WORK ORDER — With no omissions, write out every record given below.

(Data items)
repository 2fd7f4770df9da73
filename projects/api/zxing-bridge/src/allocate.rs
//! Aligned allocations for buffers handed to the engine.
//!
//! Owned pixel copies and duplicated byte payloads live in a [`RawAlloc`]
//! aligned to 64 bytes, which keeps row starts friendly to the engine's
//! vectorised scanners.

use core::alloc::{Layout, LayoutError};
use safe_allocator_api::RawAlloc;
use safe_allocator_api::allocator_api::*;
use thiserror::Error;

/// Alignment of every owned buffer passed across the boundary.
pub const BUFFER_ALIGNMENT: usize = 64;

/// An error that happened in memory allocation.
#[derive(Debug, Error)]
pub enum AllocateError {
    /// The requested size cannot form a valid layout.
    #[error(transparent)]
    LayoutError(#[from] LayoutError),

    /// The allocator returned no memory.
    #[error(transparent)]
    AllocationFailed(#[from] AllocError),
}

/// Allocates `num_bytes` of uninitialized memory aligned to [`BUFFER_ALIGNMENT`].
pub fn allocate_align_64(num_bytes: usize) -> Result<RawAlloc, AllocateError> {
    let layout = Layout::from_size_align(num_bytes, BUFFER_ALIGNMENT)?;
    Ok(RawAlloc::new(layout)?)
}

/// Allocates an aligned buffer holding a copy of `data`.
///
/// `data` must not be empty; zero-sized layouts are rejected by the allocator.
pub fn copy_align_64(data: &[u8]) -> Result<RawAlloc, AllocateError> {
    let mut alloc = allocate_align_64(data.len())?;
    // SAFETY: `alloc` is a fresh allocation of exactly `data.len()` bytes which
    // cannot overlap the borrowed source.
    unsafe {
        core::ptr::copy_nonoverlapping(data.as_ptr(), alloc.as_mut_ptr(), data.len());
    }
    Ok(alloc)
}
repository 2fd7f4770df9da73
//! Option bags passed to the engine.
//!
//! Each type owns one native options object. Accessors marshal a single
//! primitive across the boundary and fail with
//! [`UsageError`](crate::BridgeError::UsageError) once the object is closed.

/// Generates getter/setter pairs for fields whose native type matches the
/// Rust type (`bool`, `c_int`).
macro_rules! primitive_accessors {
    ($(
        $(#[$meta:meta])*
        $get:ident, $set:ident: $ty:ty => $native_get:ident, $native_set:ident;
    )*) => {
        $(
            $(#[$meta])*
            pub fn $get(&self) -> $crate::error::BridgeResult<$ty> {
                let ptr = self.handle.as_ptr()?;
                // SAFETY: the handle is live for the duration of the call.
                Ok(unsafe { (self.handle.engine().api().$native_get)(ptr) })
            }

            #[doc = concat!("Sets the value read by [`", stringify!($get), "`](Self::", stringify!($get), ").")]
            pub fn $set(&mut self, value: $ty) -> $crate::error::BridgeResult<()> {
                let ptr = self.handle.as_mut_ptr()?;
                // SAFETY: the handle is live and exclusively borrowed.
                unsafe { (self.handle.engine().api().$native_set)(ptr, value) };
                Ok(())
            }
        )*
    };
}

pub(crate) use primitive_accessors;

/// Implements `from_raw`/`raw` for a fieldless enum mirroring a native enum.
macro_rules! native_enum {
    ($name:ident: $raw:ty, $what:literal) => {
        impl $name {
            /// Maps a raw engine value back to the enum.
            pub fn from_raw(raw: $raw) -> $crate::error::BridgeResult<Self> {
                Self::all_values()
                    .iter()
                    .copied()
                    .find(|value| value.raw() == raw)
                    .ok_or($crate::error::BridgeError::UnknownValue {
                        what: $what,
                        value: i64::from(raw),
                    })
            }

            /// The raw engine value.
            #[inline]
            pub fn raw(self) -> $raw {
                self as $raw
            }
        }
    };
}

pub(crate) use native_enum;

pub mod creator;
pub mod reader;
pub mod writer;

pub use creator::CreatorOptions;
pub use reader::{Binarizer, EanAddOnSymbol, ReaderOptions, TextMode};
pub use writer::WriterOptions;
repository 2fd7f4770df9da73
pub mod read;
pub mod write;
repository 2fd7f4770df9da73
//! The engine handle every wrapper calls through.

use core::ffi::CStr;
use zxing_bridge_sys::ZXingApi;

/// A handle to a native engine, expressed as its function table.
///
/// `Engine` is `Copy`; every wrapper stores the engine that created it and
/// releases its native handle through the same table.
#[derive(Clone, Copy)]
pub struct Engine {
    api: &'static ZXingApi,
}

impl Engine {
    /// Wraps a function table.
    ///
    /// # Safety
    ///
    /// Every function in `api` must honour the zxing-cpp C contract: handles
    /// returned by constructors stay valid until passed to the matching
    /// destructor, strings and arrays handed back are released with `free`,
    /// and the last-error message is scoped to the calling thread.
    pub const unsafe fn from_api(api: &'static ZXingApi) -> Self {
        Self { api }
    }

    /// The engine provided by the linked native library.
    #[cfg(feature = "link")]
    pub fn linked() -> Self {
        // SAFETY: the linked table points at the real zxing-cpp entry points.
        unsafe { Self::from_api(&zxing_bridge_sys::linked::API) }
    }

    #[inline]
    pub(crate) fn api(&self) -> &'static ZXingApi {
        self.api
    }

    /// Version string reported by the engine, if it reports one.
    pub fn version(&self) -> Option<String> {
        // SAFETY: returns a pointer to a static, NUL-terminated string or null.
        let ptr = unsafe { (self.api.version)() };
        if ptr.is_null() {
            return None;
        }
        // SAFETY: checked non-null above; the string is static and never freed.
        let version = unsafe { CStr::from_ptr(ptr) };
        Some(version.to_string_lossy().into_owned())
    }
}

impl core::fmt::Debug for Engine {
    fn fmt(&self, f: &mut core::fmt::Formatter<'_>) -> core::fmt::Result {
        f.debug_struct("Engine")
            .field("api", &(self.api as *const ZXingApi))
            .finish()
    }
}

impl PartialEq for Engine {
    fn eq(&self, other: &Self) -> bool {
        core::ptr::eq(self.api, other.api)
    }
}

impl Eq for Engine {}
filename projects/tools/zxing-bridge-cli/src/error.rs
use std::io;
use thiserror::Error;

#[derive(Debug, Error)]
pub enum CliError {
    #[error(transparent)]
    Io(#[from] io::Error),
    #[error(transparent)]
    Image(#[from] image::ImageError),
    #[error(transparent)]
    Bridge(#[from] zxing_bridge::BridgeError),
    #[error("unknown barcode format '{name}', creatable formats are: {creatable}")]
    NotCreatable { name: String, creatable: String },
}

ANSWER SPACE —
repository 2fd7f4770df9da73
filename projects/api/zxing-bridge/src/allocate.rs
//! Aligned allocations for buffers handed to the engine.
//!
//! Owned pixel copies and duplicated byte payloads live in a [`RawAlloc`]
//! aligned to 64 bytes, which keeps row starts friendly to the engine's
//! vectorised scanners.

use core::alloc::{Layout, LayoutError};
use safe_allocator_api::RawAlloc;
use safe_allocator_api::allocator_api::*;
use thiserror::Error;

/// Alignment of every owned buffer passed across the boundary.
pub const BUFFER_ALIGNMENT: usize = 64;

/// An error that happened in memory allocation.
#[derive(Debug, Error)]
pub enum AllocateError {
    /// The requested size cannot form a valid layout.
    #[error(transparent)]
    LayoutError(#[from] LayoutError),

    /// The allocator returned no memory.
    #[error(transparent)]
    AllocationFailed(#[from] AllocError),
}

/// Allocates `num_bytes` of uninitialized memory aligned to [`BUFFER_ALIGNMENT`].
pub fn allocate_align_64(num_bytes: usize) -> Result<RawAlloc, AllocateError> {
    let layout = Layout::from_size_align(num_bytes, BUFFER_ALIGNMENT)?;
    Ok(RawAlloc::new(layout)?)
}

/// Allocates an aligned buffer holding a copy of `data`.
///
/// `data` must not be empty; zero-sized layouts are rejected by the allocator.
pub fn copy_align_64(data: &[u8]) -> Result<RawAlloc, AllocateError> {
    let mut alloc = allocate_align_64(data.len())?;
    // SAFETY: `alloc` is a fresh allocation of exactly `data.len()` bytes which
    // cannot overlap the borrowed source.
    unsafe {
        core::ptr::copy_nonoverlapping(data.as_ptr(), alloc.as_mut_ptr(), data.len());
    }
    Ok(alloc)
}
repository 2fd7f4770df9da73
//! Option bags passed to the engine.
//!
//! Each type owns one native options object. Accessors marshal a single
//! primitive across the boundary and fail with
//! [`UsageError`](crate::BridgeError::UsageError) once the object is closed.

/// Generates getter/setter pairs for fields whose native type matches the
/// Rust type (`bool`, `c_int`).
macro_rules! primitive_accessors {
    ($(
        $(#[$meta:meta])*
        $get:ident, $set:ident: $ty:ty => $native_get:ident, $native_set:ident;
    )*) => {
        $(
            $(#[$meta])*
            pub fn $get(&self) -> $crate::error::BridgeResult<$ty> {
                let ptr = self.handle.as_ptr()?;
                // SAFETY: the handle is live for the duration of the call.
                Ok(unsafe { (self.handle.engine().api().$native_get)(ptr) })
            }

            #[doc = concat!("Sets the value read by [`", stringify!($get), "`](Self::", stringify!($get), ").")]
            pub fn $set(&mut self, value: $ty) -> $crate::error::BridgeResult<()> {
                let ptr = self.handle.as_mut_ptr()?;
                // SAFETY: the handle is live and exclusively borrowed.
                unsafe { (self.handle.engine().api().$native_set)(ptr, value) };
                Ok(())
            }
        )*
    };
}

pub(crate) use primitive_accessors;

/// Implements `from_raw`/`raw` for a fieldless enum mirroring a native enum.
macro_rules! native_enum {
    ($name:ident: $raw:ty, $what:literal) => {
        impl $name {
            /// Maps a raw engine value back to the enum.
            pub fn from_raw(raw: $raw) -> $crate::error::BridgeResult<Self> {
                Self::all_values()
                    .iter()
                    .copied()
                    .find(|value| value.raw() == raw)
                    .ok_or($crate::error::BridgeError::UnknownValue {
                        what: $what,
                        value: i64::from(raw),
                    })
            }

            /// The raw engine value.
            #[inline]
            pub fn raw(self) -> $raw {
                self as $raw
            }
        }
    };
}

pub(crate) use native_enum;

pub mod creator;
pub mod reader;
pub mod writer;

pub use creator::CreatorOptions;
pub use reader::{Binarizer, EanAddOnSymbol, ReaderOptions, TextMode};
pub use writer::WriterOptions;
repository 2fd7f4770df9da73
pub mod read;
pub mod write;
repository 2fd7f4770df9da73
//! The engine handle every wrapper calls through.

use core::ffi::CStr;
use zxing_bridge_sys::ZXingApi;

/// A handle to a native engine, expressed as its function table.
///
/// `Engine` is `Copy`; every wrapper stores the engine that created it and
/// releases its native handle through the same table.
#[derive(Clone, Copy)]
pub struct Engine {
    api: &'static ZXingApi,
}

impl Engine {
    /// Wraps a function table.
    ///
    /// # Safety
    ///
    /// Every function in `api` must honour the zxing-cpp C contract: handles
    /// returned by constructors stay valid until passed to the matching
    /// destructor, strings and arrays handed back are released with `free`,
    /// and the last-error message is scoped to the calling thread.
    pub const unsafe fn from_api(api: &'static ZXingApi) -> Self {
        Self { api }
    }

    /// The engine provided by the linked native library.
    #[cfg(feature = "link")]
    pub fn linked() -> Self {
        // SAFETY: the linked table points at the real zxing-cpp entry points.
        unsafe { Self::from_api(&zxing_bridge_sys::linked::API) }
    }

    #[inline]
    pub(crate) fn api(&self) -> &'static ZXingApi {
        self.api
    }

    /// Version string reported by the engine, if it reports one.
    pub fn version(&self) -> Option<String> {
        // SAFETY: returns a pointer to a static, NUL-terminated string or null.
        let ptr = unsafe { (self.api.version)() };
        if ptr.is_null() {
            return None;
        }
        // SAFETY: checked non-null above; the string is static and never freed.
        let version = unsafe { CStr::from_ptr(ptr) };
        Some(version.to_string_lossy().into_owned())
    }
}

impl core::fmt::Debug for Engine {
    fn fmt(&self, f: &mut core::fmt::Formatter<'_>) -> core::fmt::Result {
        f.debug_struct("Engine")
            .field("api", &(self.api as *const ZXingApi))
            .finish()
    }
}

impl PartialEq for Engine {
    fn eq(&self, other: &Self) -> bool {
        core::ptr::eq(self.api, other.api)
    }
}

impl Eq for Engine {}
filename projects/tools/zxing-bridge-cli/src/error.rs
use std::io;
use thiserror::Error;

#[derive(Debug, Error)]
pub enum CliError {
    #[error(transparent)]
    Io(#[from] io::Error),
    #[error(transparent)]
    Image(#[from] image::ImageError),
    #[error(transparent)]
    Bridge(#[from] zxing_bridge::BridgeError),
    #[error("unknown barcode format '{name}', creatable formats are: {creatable}")]
    NotCreatable { name: String, creatable: String },
}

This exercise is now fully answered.